• Exercise input:

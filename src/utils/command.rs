/// Structured construction and supervised execution of external commands

use std::io::Write as _;
use std::path::{Path, PathBuf};
use std::process::Stdio;
use std::time::{Duration, Instant};

use log::{debug, error};
use tokio::io::{AsyncBufReadExt, AsyncRead, BufReader};
use tokio::process::Command;
use tokio::sync::mpsc;

use crate::config::defs::{PipelineError, MAMBA_TAG};
use crate::utils::report::Reporter;

/// One external command: executable plus ordered arguments. No shell
/// is involved at any point.
#[derive(Debug, Clone)]
pub struct CommandSpec {
    program: String,
    args: Vec<String>,
    cwd: Option<PathBuf>,
}

impl CommandSpec {
    pub fn new(program: impl Into<String>) -> Self {
        CommandSpec {
            program: program.into(),
            args: Vec::new(),
            cwd: None,
        }
    }

    /// Tools living in mamba environments are invoked as
    /// `mamba run -n <env> <tool> ...`.
    pub fn mamba_run(env: &str, tool: &str) -> Self {
        CommandSpec::new(MAMBA_TAG).args(["run", "-n", env, tool])
    }

    pub fn arg(mut self, arg: impl Into<String>) -> Self {
        self.args.push(arg.into());
        self
    }

    pub fn args<I, S>(mut self, args: I) -> Self
    where
        I: IntoIterator<Item = S>,
        S: Into<String>,
    {
        self.args.extend(args.into_iter().map(Into::into));
        self
    }

    pub fn current_dir(mut self, dir: impl Into<PathBuf>) -> Self {
        self.cwd = Some(dir.into());
        self
    }

    pub fn program(&self) -> &str {
        &self.program
    }

    /// Human-readable form for the process sink and logs.
    pub fn rendered(&self) -> String {
        if self.args.is_empty() {
            self.program.clone()
        } else {
            format!("{} {}", self.program, self.args.join(" "))
        }
    }
}

/// Exit status and wall-clock duration of one finished command.
#[derive(Debug, Clone, Copy)]
pub struct CommandResult {
    pub status: i32,
    pub elapsed: Duration,
}

impl CommandResult {
    pub fn success(&self) -> bool {
        self.status == 0
    }
}

#[derive(Debug, Clone, Copy, PartialEq, Eq)]
pub enum LineLevel {
    Info,
    Warning,
    Error,
}

/// Advisory, case-insensitive classification of one output line.
/// Highlighting only; never changes control flow or the exit code.
pub fn classify_line(line: &str) -> LineLevel {
    let lower = line.to_ascii_lowercase();
    if lower.contains("error") {
        LineLevel::Error
    } else if lower.contains("warning") {
        LineLevel::Warning
    } else {
        LineLevel::Info
    }
}

fn forward_lines<R>(reader: R, tx: mpsc::Sender<String>) -> tokio::task::JoinHandle<()>
where
    R: AsyncRead + Unpin + Send + 'static,
{
    tokio::spawn(async move {
        let mut lines = BufReader::new(reader).lines();
        while let Ok(Some(line)) = lines.next_line().await {
            if tx.send(line).await.is_err() {
                break;
            }
        }
    })
}

/// Runs one external command, streaming its merged stdout/stderr
/// through the reporter line by line.
///
/// # Arguments
///
/// * `reporter` - Shared output sink.
/// * `spec` - Program and arguments to execute.
/// * `desc` - Optional human-readable label for the sink.
///
/// # Returns
///
/// CommandResult with the exit code and elapsed time. A non-zero exit
/// is reported but not returned as an error; failure to launch is.
pub async fn run_command(
    reporter: &Reporter,
    spec: &CommandSpec,
    desc: Option<&str>,
) -> Result<CommandResult, PipelineError> {
    run_command_inner(reporter, spec, desc, None).await
}

/// Same as [`run_command`], additionally teeing every output line into
/// `log_path` so per-sample tool logs survive next to their outputs.
pub async fn run_command_logged(
    reporter: &Reporter,
    spec: &CommandSpec,
    desc: Option<&str>,
    log_path: &Path,
) -> Result<CommandResult, PipelineError> {
    run_command_inner(reporter, spec, desc, Some(log_path)).await
}

async fn run_command_inner(
    reporter: &Reporter,
    spec: &CommandSpec,
    desc: Option<&str>,
    log_path: Option<&Path>,
) -> Result<CommandResult, PipelineError> {
    reporter.command_start(&spec.rendered(), desc);
    debug!("Spawning: {}", spec.rendered());

    let mut command = Command::new(spec.program());
    command
        .args(&spec.args)
        .stdin(Stdio::null())
        .stdout(Stdio::piped())
        .stderr(Stdio::piped());
    if let Some(dir) = &spec.cwd {
        command.current_dir(dir);
    }

    let start = Instant::now();
    let mut child = command.spawn().map_err(|e| PipelineError::ToolLaunch {
        tool: spec.program().to_string(),
        error: e.to_string(),
    })?;

    let stdout = child.stdout.take().ok_or_else(|| PipelineError::ToolLaunch {
        tool: spec.program().to_string(),
        error: "no stdout handle on child".to_string(),
    })?;
    let stderr = child.stderr.take().ok_or_else(|| PipelineError::ToolLaunch {
        tool: spec.program().to_string(),
        error: "no stderr handle on child".to_string(),
    })?;

    // Both pipes feed one channel, so a single consumer owns the sink
    // and the optional log file.
    let (tx, mut rx) = mpsc::channel::<String>(256);
    let stdout_task = forward_lines(stdout, tx.clone());
    let stderr_task = forward_lines(stderr, tx);

    let mut log_file = match log_path {
        Some(path) => Some(std::fs::File::create(path)?),
        None => None,
    };

    while let Some(line) = rx.recv().await {
        let trimmed = line.trim();
        if trimmed.is_empty() {
            continue;
        }
        reporter.child_line(classify_line(trimmed), trimmed);
        if let Some(file) = log_file.as_mut() {
            let _ = writeln!(file, "{}", trimmed);
        }
    }

    let status = child
        .wait()
        .await
        .map_err(|e| PipelineError::IOError(e.to_string()))?;
    let _ = stdout_task.await;
    let _ = stderr_task.await;

    let result = CommandResult {
        status: status.code().unwrap_or(-1),
        elapsed: start.elapsed(),
    };
    reporter.command_done(&result);
    if !result.success() {
        error!(
            "{} exited with code {} after {:.2} minutes",
            spec.program(),
            result.status,
            result.elapsed.as_secs_f64() / 60.0
        );
    }
    Ok(result)
}

#[cfg(test)]
mod tests {
    use super::*;

    #[test]
    fn classifies_error_lines_any_case() {
        assert_eq!(classify_line("ERROR: no database"), LineLevel::Error);
        assert_eq!(classify_line("fatal error in step 2"), LineLevel::Error);
        assert_eq!(classify_line("ErRoR"), LineLevel::Error);
    }

    #[test]
    fn classifies_warning_lines_without_error() {
        assert_eq!(classify_line("WARNING: low disk space"), LineLevel::Warning);
        assert_eq!(classify_line("a warning about an error"), LineLevel::Error);
    }

    #[test]
    fn plain_lines_are_informational() {
        assert_eq!(classify_line("processed 1000 reads"), LineLevel::Info);
        assert_eq!(classify_line(""), LineLevel::Info);
    }

    #[test]
    fn spec_renders_program_and_args_in_order() {
        let spec = CommandSpec::new("bracken")
            .arg("-d")
            .arg("/db")
            .args(["-i", "in.report"]);
        assert_eq!(spec.rendered(), "bracken -d /db -i in.report");
        assert_eq!(spec.program(), "bracken");
    }

    #[test]
    fn mamba_run_prefixes_the_tool() {
        let spec = CommandSpec::mamba_run("kraken_env", "k2").arg("classify");
        assert_eq!(spec.rendered(), "mamba run -n kraken_env k2 classify");
    }
}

• Your instructions: Give every part of the material again, exactly as written.

• Answer space:
filename src/utils/command.rs
/// Structured construction and supervised execution of external commands

use std::io::Write as _;
use std::path::{Path, PathBuf};
use std::process::Stdio;
use std::time::{Duration, Instant};

use log::{debug, error};
use tokio::io::{AsyncBufReadExt, AsyncRead, BufReader};
use tokio::process::Command;
use tokio::sync::mpsc;

use crate::config::defs::{PipelineError, MAMBA_TAG};
use crate::utils::report::Reporter;

/// One external command: executable plus ordered arguments. No shell
/// is involved at any point.
#[derive(Debug, Clone)]
pub struct CommandSpec {
    program: String,
    args: Vec<String>,
    cwd: Option<PathBuf>,
}

impl CommandSpec {
    pub fn new(program: impl Into<String>) -> Self {
        CommandSpec {
            program: program.into(),
            args: Vec::new(),
            cwd: None,
        }
    }

    /// Tools living in mamba environments are invoked as
    /// `mamba run -n <env> <tool> ...`.
    pub fn mamba_run(env: &str, tool: &str) -> Self {
        CommandSpec::new(MAMBA_TAG).args(["run", "-n", env, tool])
    }

    pub fn arg(mut self, arg: impl Into<String>) -> Self {
        self.args.push(arg.into());
        self
    }

    pub fn args<I, S>(mut self, args: I) -> Self
    where
        I: IntoIterator<Item = S>,
        S: Into<String>,
    {
        self.args.extend(args.into_iter().map(Into::into));
        self
    }

    pub fn current_dir(mut self, dir: impl Into<PathBuf>) -> Self {
        self.cwd = Some(dir.into());
        self
    }

    pub fn program(&self) -> &str {
        &self.program
    }

    /// Human-readable form for the process sink and logs.
    pub fn rendered(&self) -> String {
        if self.args.is_empty() {
            self.program.clone()
        } else {
            format!("{} {}", self.program, self.args.join(" "))
        }
    }
}

/// Exit status and wall-clock duration of one finished command.
#[derive(Debug, Clone, Copy)]
pub struct CommandResult {
    pub status: i32,
    pub elapsed: Duration,
}

impl CommandResult {
    pub fn success(&self) -> bool {
        self.status == 0
    }
}

#[derive(Debug, Clone, Copy, PartialEq, Eq)]
pub enum LineLevel {
    Info,
    Warning,
    Error,
}

/// Advisory, case-insensitive classification of one output line.
/// Highlighting only; never changes control flow or the exit code.
pub fn classify_line(line: &str) -> LineLevel {
    let lower = line.to_ascii_lowercase();
    if lower.contains("error") {
        LineLevel::Error
    } else if lower.contains("warning") {
        LineLevel::Warning
    } else {
        LineLevel::Info
    }
}

fn forward_lines<R>(reader: R, tx: mpsc::Sender<String>) -> tokio::task::JoinHandle<()>
where
    R: AsyncRead + Unpin + Send + 'static,
{
    tokio::spawn(async move {
        let mut lines = BufReader::new(reader).lines();
        while let Ok(Some(line)) = lines.next_line().await {
            if tx.send(line).await.is_err() {
                break;
            }
        }
    })
}

/// Runs one external command, streaming its merged stdout/stderr
/// through the reporter line by line.
///
/// # Arguments
///
/// * `reporter` - Shared output sink.
/// * `spec` - Program and arguments to execute.
/// * `desc` - Optional human-readable label for the sink.
///
/// # Returns
///
/// CommandResult with the exit code and elapsed time. A non-zero exit
/// is reported but not returned as an error; failure to launch is.
pub async fn run_command(
    reporter: &Reporter,
    spec: &CommandSpec,
    desc: Option<&str>,
) -> Result<CommandResult, PipelineError> {
    run_command_inner(reporter, spec, desc, None).await
}

/// Same as [`run_command`], additionally teeing every output line into
/// `log_path` so per-sample tool logs survive next to their outputs.
pub async fn run_command_logged(
    reporter: &Reporter,
    spec: &CommandSpec,
    desc: Option<&str>,
    log_path: &Path,
) -> Result<CommandResult, PipelineError> {
    run_command_inner(reporter, spec, desc, Some(log_path)).await
}

async fn run_command_inner(
    reporter: &Reporter,
    spec: &CommandSpec,
    desc: Option<&str>,
    log_path: Option<&Path>,
) -> Result<CommandResult, PipelineError> {
    reporter.command_start(&spec.rendered(), desc);
    debug!("Spawning: {}", spec.rendered());

    let mut command = Command::new(spec.program());
    command
        .args(&spec.args)
        .stdin(Stdio::null())
        .stdout(Stdio::piped())
        .stderr(Stdio::piped());
    if let Some(dir) = &spec.cwd {
        command.current_dir(dir);
    }

    let start = Instant::now();
    let mut child = command.spawn().map_err(|e| PipelineError::ToolLaunch {
        tool: spec.program().to_string(),
        error: e.to_string(),
    })?;

    let stdout = child.stdout.take().ok_or_else(|| PipelineError::ToolLaunch {
        tool: spec.program().to_string(),
        error: "no stdout handle on child".to_string(),
    })?;
    let stderr = child.stderr.take().ok_or_else(|| PipelineError::ToolLaunch {
        tool: spec.program().to_string(),
        error: "no stderr handle on child".to_string(),
    })?;

    // Both pipes feed one channel, so a single consumer owns the sink
    // and the optional log file.
    let (tx, mut rx) = mpsc::channel::<String>(256);
    let stdout_task = forward_lines(stdout, tx.clone());
    let stderr_task = forward_lines(stderr, tx);

    let mut log_file = match log_path {
        Some(path) => Some(std::fs::File::create(path)?),
        None => None,
    };

    while let Some(line) = rx.recv().await {
        let trimmed = line.trim();
        if trimmed.is_empty() {
            continue;
        }
        reporter.child_line(classify_line(trimmed), trimmed);
        if let Some(file) = log_file.as_mut() {
            let _ = writeln!(file, "{}", trimmed);
        }
    }

    let status = child
        .wait()
        .await
        .map_err(|e| PipelineError::IOError(e.to_string()))?;
    let _ = stdout_task.await;
    let _ = stderr_task.await;

    let result = CommandResult {
        status: status.code().unwrap_or(-1),
        elapsed: start.elapsed(),
    };
    reporter.command_done(&result);
    if !result.success() {
        error!(
            "{} exited with code {} after {:.2} minutes",
            spec.program(),
            result.status,
            result.elapsed.as_secs_f64() / 60.0
        );
    }
    Ok(result)
}

#[cfg(test)]
mod tests {
    use super::*;

    #[test]
    fn classifies_error_lines_any_case() {
        assert_eq!(classify_line("ERROR: no database"), LineLevel::Error);
        assert_eq!(classify_line("fatal error in step 2"), LineLevel::Error);
        assert_eq!(classify_line("ErRoR"), LineLevel::Error);
    }

    #[test]
    fn classifies_warning_lines_without_error() {
        assert_eq!(classify_line("WARNING: low disk space"), LineLevel::Warning);
        assert_eq!(classify_line("a warning about an error"), LineLevel::Error);
    }

    #[test]
    fn plain_lines_are_informational() {
        assert_eq!(classify_line("processed 1000 reads"), LineLevel::Info);
        assert_eq!(classify_line(""), LineLevel::Info);
    }

    #[test]
    fn spec_renders_program_and_args_in_order() {
        let spec = CommandSpec::new("bracken")
            .arg("-d")
            .arg("/db")
            .args(["-i", "in.report"]);
        assert_eq!(spec.rendered(), "bracken -d /db -i in.report");
        assert_eq!(spec.program(), "bracken");
    }

    #[test]
    fn mamba_run_prefixes_the_tool() {
        let spec = CommandSpec::mamba_run("kraken_env", "k2").arg("classify");
        assert_eq!(spec.rendered(), "mamba run -n kraken_env k2 classify");
    }
}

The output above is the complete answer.